Among the records that follow, find each line holding the word "spinner" and copy it.
───── Extracted entries ─────
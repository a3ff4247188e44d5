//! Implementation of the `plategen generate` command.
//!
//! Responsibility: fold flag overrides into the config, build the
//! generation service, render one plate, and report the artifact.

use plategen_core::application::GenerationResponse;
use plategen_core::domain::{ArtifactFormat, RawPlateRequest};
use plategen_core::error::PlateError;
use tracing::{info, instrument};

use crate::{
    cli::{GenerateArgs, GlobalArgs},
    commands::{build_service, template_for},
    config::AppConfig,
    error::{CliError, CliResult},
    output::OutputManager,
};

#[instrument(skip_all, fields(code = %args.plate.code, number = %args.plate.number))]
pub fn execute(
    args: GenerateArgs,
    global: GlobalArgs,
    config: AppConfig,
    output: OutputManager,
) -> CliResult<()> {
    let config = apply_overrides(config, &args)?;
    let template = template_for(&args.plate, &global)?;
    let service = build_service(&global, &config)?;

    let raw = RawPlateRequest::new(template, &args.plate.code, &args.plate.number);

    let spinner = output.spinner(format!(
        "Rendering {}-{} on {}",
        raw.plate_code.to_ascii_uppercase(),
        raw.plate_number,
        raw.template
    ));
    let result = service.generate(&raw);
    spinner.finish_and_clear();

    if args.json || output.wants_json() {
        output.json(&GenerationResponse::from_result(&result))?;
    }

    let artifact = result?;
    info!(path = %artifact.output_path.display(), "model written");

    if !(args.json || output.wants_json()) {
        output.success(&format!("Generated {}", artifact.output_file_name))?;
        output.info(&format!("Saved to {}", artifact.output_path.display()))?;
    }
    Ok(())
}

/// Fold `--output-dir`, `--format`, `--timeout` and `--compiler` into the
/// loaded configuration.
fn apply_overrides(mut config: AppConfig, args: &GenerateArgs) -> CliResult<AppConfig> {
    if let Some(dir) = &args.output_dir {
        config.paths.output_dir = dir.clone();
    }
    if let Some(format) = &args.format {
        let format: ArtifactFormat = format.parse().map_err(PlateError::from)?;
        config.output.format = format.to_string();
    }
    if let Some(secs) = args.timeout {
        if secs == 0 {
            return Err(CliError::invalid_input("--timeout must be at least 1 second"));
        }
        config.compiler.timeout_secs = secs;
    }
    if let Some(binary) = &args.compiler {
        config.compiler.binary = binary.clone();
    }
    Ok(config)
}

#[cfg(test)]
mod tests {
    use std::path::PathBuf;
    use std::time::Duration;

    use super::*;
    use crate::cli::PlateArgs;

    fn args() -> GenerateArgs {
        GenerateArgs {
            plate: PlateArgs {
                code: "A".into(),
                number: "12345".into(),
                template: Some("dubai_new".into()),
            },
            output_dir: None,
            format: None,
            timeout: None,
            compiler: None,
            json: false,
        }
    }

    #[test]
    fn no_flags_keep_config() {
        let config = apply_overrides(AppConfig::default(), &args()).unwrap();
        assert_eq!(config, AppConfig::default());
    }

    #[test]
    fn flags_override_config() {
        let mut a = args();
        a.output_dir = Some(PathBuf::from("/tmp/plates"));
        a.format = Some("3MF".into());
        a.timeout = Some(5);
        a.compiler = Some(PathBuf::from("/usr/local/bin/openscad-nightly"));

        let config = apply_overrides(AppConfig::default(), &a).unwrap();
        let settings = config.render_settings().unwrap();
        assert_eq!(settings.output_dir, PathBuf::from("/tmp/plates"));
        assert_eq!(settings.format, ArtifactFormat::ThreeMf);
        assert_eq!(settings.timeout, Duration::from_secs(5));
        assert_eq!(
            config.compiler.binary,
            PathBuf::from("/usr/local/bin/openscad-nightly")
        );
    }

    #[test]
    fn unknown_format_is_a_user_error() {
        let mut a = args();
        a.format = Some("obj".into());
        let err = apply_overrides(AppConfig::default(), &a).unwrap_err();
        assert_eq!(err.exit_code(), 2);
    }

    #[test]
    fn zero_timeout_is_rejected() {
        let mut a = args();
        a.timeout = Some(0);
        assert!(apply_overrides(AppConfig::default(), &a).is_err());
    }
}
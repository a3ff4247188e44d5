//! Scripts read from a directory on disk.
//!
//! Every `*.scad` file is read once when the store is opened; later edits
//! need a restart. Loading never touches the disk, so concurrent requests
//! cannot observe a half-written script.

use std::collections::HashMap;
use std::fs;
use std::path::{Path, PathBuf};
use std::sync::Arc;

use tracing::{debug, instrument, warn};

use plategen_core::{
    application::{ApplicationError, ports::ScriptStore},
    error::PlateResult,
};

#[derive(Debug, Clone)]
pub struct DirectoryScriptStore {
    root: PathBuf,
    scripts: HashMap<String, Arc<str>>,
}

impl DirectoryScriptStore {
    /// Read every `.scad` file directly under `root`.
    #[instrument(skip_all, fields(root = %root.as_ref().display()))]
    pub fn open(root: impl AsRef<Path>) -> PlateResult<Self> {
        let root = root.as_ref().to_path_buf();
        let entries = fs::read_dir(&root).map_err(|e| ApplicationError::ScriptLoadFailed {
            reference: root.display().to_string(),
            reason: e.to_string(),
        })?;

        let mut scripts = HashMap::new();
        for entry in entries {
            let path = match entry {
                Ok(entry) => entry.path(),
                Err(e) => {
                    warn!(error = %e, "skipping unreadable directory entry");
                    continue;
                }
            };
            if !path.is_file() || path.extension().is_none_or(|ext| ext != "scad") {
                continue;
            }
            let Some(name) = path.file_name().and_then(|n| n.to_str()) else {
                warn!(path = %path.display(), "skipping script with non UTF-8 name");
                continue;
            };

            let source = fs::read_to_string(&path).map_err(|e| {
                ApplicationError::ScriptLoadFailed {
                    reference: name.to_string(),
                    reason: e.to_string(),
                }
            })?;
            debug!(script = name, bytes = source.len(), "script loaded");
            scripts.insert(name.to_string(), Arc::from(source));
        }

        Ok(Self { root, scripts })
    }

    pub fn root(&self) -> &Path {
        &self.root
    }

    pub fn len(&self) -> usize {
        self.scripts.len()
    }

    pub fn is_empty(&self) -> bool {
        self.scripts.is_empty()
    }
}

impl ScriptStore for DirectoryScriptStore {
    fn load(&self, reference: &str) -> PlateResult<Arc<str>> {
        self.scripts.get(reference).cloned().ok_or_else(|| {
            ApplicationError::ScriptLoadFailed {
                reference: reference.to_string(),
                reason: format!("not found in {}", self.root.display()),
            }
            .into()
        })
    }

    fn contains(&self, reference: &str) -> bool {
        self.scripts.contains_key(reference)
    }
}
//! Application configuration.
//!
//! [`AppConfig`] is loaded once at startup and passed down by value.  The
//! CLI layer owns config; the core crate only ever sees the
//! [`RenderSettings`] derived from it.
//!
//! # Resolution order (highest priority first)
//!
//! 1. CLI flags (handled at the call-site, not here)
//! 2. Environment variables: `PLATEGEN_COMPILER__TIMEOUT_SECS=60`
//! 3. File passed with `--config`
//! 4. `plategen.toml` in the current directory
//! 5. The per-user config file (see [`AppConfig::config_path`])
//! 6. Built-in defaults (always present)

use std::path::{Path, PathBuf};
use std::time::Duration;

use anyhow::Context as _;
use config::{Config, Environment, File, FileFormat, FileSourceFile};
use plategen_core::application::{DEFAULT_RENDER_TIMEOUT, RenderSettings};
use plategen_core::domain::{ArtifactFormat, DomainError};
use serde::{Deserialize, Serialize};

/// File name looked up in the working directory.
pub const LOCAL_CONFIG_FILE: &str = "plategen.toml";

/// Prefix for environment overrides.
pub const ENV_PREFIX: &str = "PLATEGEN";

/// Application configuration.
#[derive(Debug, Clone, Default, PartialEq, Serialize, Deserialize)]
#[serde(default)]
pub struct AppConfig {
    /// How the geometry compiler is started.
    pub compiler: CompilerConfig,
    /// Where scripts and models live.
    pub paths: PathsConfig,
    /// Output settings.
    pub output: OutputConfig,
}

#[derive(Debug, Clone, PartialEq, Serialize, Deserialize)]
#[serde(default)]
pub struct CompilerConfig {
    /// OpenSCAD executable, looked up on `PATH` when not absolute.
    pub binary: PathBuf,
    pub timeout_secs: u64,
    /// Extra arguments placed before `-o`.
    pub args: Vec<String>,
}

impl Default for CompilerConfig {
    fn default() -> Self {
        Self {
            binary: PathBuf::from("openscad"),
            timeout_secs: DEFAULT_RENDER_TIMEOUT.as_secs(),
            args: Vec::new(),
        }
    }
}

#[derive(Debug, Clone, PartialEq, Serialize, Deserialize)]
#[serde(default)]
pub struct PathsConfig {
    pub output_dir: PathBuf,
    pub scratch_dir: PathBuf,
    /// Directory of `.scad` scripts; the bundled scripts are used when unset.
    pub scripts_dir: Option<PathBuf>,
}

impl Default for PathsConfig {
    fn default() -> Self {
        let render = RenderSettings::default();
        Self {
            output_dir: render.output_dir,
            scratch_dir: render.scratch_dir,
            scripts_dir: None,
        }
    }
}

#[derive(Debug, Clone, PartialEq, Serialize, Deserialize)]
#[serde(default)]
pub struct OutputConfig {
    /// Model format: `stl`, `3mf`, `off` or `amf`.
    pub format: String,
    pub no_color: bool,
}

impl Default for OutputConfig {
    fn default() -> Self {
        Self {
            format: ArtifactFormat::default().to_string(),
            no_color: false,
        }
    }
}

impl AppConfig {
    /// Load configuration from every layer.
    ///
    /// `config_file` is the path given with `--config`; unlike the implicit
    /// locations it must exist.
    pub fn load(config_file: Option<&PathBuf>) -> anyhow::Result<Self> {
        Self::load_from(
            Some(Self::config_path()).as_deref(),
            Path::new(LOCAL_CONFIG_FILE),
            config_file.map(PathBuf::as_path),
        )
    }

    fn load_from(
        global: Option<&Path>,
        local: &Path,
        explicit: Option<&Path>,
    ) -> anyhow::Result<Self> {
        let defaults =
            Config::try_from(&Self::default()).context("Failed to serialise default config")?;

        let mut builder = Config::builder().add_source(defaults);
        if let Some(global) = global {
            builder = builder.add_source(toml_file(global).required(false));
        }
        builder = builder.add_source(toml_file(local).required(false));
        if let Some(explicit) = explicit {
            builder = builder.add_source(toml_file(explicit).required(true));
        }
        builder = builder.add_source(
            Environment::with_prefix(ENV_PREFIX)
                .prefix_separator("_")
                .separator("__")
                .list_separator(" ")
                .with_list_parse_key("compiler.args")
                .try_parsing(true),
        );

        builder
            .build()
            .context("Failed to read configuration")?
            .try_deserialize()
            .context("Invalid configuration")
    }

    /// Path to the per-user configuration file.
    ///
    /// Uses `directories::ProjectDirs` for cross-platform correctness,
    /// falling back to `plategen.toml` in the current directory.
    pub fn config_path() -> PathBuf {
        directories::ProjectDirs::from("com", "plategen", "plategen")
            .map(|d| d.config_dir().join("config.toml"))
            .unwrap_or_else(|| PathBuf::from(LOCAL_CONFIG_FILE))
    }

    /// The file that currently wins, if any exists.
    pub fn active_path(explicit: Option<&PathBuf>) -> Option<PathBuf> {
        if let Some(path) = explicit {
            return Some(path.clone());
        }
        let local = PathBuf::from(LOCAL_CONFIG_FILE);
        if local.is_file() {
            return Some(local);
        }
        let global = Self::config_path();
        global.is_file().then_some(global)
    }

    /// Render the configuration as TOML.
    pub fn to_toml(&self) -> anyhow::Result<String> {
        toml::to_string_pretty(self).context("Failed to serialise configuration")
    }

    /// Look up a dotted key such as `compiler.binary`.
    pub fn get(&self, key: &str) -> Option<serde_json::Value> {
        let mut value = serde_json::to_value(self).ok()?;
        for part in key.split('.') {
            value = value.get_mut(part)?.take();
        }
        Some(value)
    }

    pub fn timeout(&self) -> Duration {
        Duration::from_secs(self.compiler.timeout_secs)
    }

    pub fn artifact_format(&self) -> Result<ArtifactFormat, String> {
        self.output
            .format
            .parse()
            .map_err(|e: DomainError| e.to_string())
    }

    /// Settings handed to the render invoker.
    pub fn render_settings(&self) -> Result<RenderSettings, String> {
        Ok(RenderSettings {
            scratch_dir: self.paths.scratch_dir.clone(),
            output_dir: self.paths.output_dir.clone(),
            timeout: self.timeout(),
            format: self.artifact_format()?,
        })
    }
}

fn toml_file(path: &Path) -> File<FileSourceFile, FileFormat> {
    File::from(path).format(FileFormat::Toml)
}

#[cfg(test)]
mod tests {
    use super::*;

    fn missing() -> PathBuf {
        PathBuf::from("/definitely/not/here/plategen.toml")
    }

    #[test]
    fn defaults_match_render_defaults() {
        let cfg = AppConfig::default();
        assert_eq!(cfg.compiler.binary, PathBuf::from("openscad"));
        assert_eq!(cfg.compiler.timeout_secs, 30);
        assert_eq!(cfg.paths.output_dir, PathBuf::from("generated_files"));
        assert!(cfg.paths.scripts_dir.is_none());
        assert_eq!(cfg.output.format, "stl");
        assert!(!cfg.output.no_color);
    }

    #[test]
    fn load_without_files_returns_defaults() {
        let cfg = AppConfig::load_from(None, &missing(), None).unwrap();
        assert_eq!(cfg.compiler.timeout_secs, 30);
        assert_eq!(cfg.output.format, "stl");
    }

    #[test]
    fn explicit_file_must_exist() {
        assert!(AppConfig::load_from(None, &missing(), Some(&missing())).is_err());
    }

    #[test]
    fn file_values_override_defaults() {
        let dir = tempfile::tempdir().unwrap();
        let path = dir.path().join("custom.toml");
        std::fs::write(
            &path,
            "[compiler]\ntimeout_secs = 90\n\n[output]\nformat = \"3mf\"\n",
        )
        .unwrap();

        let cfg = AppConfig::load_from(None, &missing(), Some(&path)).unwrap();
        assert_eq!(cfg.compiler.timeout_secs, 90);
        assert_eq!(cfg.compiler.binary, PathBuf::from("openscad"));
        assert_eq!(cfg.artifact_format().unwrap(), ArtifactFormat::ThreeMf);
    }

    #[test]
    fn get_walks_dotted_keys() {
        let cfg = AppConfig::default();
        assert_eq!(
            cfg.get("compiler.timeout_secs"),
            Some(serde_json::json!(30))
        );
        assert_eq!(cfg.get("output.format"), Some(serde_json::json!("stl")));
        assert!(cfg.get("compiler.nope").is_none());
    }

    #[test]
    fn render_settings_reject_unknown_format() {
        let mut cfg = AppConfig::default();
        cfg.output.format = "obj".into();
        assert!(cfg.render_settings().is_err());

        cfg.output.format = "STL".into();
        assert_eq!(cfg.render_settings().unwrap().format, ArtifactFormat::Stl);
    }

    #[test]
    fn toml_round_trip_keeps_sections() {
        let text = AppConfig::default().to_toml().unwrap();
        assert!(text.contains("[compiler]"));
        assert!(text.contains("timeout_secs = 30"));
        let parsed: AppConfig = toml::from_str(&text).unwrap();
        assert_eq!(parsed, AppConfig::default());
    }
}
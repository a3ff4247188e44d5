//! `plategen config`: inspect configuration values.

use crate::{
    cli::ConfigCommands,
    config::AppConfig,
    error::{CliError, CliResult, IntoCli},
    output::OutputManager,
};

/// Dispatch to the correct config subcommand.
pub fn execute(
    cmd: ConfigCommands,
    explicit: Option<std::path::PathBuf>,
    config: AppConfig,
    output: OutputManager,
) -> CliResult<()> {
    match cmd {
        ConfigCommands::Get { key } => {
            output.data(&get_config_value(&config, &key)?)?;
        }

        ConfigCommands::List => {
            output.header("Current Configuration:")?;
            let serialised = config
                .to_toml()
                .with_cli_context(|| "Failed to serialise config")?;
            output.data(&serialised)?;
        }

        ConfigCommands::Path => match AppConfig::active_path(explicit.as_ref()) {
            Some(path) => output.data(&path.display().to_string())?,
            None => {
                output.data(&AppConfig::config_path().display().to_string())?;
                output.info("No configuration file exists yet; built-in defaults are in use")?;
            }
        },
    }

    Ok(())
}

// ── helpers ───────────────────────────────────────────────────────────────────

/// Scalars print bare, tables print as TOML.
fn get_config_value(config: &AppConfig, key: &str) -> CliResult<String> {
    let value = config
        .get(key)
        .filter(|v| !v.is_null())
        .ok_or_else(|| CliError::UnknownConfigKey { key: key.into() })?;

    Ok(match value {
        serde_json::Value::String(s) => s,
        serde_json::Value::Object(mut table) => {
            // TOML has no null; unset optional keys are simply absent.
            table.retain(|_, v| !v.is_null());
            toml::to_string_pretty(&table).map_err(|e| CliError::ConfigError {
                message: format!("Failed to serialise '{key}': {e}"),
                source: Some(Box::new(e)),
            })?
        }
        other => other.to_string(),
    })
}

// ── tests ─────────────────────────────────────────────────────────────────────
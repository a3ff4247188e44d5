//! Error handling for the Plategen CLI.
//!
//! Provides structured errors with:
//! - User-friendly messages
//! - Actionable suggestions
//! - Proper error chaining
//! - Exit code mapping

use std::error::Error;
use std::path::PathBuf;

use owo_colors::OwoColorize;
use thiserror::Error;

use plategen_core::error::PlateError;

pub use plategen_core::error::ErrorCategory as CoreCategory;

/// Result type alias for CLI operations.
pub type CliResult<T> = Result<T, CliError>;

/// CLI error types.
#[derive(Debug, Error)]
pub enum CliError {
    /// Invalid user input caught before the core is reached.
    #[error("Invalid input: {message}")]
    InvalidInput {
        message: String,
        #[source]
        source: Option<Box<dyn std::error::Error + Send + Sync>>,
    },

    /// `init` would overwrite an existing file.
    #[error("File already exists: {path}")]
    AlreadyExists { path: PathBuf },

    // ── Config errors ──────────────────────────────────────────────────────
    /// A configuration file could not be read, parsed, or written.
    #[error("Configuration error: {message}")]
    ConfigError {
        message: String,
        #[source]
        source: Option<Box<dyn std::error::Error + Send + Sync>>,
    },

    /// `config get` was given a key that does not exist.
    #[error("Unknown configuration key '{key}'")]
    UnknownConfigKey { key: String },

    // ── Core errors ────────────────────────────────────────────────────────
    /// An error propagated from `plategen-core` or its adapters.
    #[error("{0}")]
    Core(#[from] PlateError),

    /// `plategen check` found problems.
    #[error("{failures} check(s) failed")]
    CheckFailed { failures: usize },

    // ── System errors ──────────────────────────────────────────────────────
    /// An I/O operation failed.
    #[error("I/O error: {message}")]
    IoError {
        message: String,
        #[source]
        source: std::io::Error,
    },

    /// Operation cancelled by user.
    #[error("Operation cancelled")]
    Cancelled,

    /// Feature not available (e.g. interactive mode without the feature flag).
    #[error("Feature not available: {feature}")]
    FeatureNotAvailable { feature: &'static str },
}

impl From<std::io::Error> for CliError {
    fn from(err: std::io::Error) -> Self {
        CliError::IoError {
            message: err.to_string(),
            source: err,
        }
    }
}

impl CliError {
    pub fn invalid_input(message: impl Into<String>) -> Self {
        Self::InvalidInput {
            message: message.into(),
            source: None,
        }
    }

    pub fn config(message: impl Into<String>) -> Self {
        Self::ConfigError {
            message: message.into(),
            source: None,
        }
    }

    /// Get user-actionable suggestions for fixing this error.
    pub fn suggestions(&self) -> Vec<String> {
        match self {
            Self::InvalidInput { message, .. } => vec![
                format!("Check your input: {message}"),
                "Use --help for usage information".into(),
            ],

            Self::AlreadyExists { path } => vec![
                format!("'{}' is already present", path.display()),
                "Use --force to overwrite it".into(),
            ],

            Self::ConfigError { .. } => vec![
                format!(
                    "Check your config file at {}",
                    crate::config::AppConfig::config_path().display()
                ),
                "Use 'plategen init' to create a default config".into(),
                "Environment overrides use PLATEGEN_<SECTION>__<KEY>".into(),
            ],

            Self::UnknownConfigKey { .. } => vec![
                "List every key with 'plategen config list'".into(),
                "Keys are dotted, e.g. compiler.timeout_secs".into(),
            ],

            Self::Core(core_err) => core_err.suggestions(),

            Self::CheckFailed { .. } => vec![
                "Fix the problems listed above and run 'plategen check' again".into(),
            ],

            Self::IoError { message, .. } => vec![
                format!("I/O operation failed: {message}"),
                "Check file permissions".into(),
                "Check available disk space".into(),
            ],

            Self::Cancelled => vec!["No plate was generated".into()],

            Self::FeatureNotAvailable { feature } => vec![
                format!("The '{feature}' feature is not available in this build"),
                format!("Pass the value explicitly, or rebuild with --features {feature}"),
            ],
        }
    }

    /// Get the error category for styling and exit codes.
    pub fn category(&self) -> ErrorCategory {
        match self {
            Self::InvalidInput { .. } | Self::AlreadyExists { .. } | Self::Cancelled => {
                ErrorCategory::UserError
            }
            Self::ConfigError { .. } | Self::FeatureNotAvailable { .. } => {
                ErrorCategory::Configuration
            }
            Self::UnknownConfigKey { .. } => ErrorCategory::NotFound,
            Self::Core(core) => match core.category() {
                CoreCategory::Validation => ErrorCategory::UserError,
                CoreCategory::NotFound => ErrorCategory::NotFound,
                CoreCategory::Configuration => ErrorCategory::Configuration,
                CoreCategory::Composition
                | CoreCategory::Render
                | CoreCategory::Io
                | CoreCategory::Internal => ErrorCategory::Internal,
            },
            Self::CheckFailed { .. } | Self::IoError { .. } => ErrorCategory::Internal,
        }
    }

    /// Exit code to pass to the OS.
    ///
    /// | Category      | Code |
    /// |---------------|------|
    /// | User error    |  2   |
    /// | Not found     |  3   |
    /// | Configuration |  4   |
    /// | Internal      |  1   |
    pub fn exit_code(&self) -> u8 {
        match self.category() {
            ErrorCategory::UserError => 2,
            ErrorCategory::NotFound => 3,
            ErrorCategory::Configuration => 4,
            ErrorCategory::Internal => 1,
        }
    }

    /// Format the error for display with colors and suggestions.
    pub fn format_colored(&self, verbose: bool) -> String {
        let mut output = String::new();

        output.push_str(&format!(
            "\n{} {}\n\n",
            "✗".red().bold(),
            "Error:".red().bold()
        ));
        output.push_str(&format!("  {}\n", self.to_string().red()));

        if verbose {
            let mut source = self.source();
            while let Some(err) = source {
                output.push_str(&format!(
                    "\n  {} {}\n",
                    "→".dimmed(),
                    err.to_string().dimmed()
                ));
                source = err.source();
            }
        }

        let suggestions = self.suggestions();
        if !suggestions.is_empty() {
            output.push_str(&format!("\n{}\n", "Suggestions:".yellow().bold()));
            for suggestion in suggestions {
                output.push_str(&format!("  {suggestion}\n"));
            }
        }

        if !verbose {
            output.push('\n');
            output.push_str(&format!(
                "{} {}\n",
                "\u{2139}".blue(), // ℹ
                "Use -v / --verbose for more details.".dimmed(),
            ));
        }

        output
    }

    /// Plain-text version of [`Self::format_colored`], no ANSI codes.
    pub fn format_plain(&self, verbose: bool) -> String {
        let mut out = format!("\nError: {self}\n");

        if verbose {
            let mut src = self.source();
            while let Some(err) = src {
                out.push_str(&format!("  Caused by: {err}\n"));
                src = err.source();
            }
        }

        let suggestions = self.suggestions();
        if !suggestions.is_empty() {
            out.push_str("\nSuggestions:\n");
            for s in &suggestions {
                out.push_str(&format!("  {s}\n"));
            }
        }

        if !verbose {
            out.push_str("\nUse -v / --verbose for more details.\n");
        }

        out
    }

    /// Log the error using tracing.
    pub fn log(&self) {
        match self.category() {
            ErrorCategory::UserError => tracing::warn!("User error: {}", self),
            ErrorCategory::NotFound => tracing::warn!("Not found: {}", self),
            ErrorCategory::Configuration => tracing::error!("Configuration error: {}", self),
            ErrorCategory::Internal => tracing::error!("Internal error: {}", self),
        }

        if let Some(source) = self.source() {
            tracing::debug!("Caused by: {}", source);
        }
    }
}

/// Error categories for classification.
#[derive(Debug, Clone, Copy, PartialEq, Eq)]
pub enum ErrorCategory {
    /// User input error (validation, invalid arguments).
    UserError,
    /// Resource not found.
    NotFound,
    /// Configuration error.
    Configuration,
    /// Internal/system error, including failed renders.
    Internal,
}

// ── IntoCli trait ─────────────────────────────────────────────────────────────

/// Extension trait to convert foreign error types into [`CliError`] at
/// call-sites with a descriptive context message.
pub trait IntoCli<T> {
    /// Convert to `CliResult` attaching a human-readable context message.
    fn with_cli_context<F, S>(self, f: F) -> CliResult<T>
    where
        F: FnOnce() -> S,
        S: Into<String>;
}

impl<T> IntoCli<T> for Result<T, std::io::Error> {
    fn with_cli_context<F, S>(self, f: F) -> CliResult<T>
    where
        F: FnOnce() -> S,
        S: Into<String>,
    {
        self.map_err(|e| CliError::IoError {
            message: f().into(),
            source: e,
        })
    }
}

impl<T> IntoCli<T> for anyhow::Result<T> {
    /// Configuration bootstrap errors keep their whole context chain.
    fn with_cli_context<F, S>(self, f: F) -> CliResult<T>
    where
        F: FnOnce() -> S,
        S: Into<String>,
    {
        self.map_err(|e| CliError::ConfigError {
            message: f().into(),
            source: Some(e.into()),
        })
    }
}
─────
### Output of the exercise
    let spinner = output.spinner(format!(
    spinner.finish_and_clear();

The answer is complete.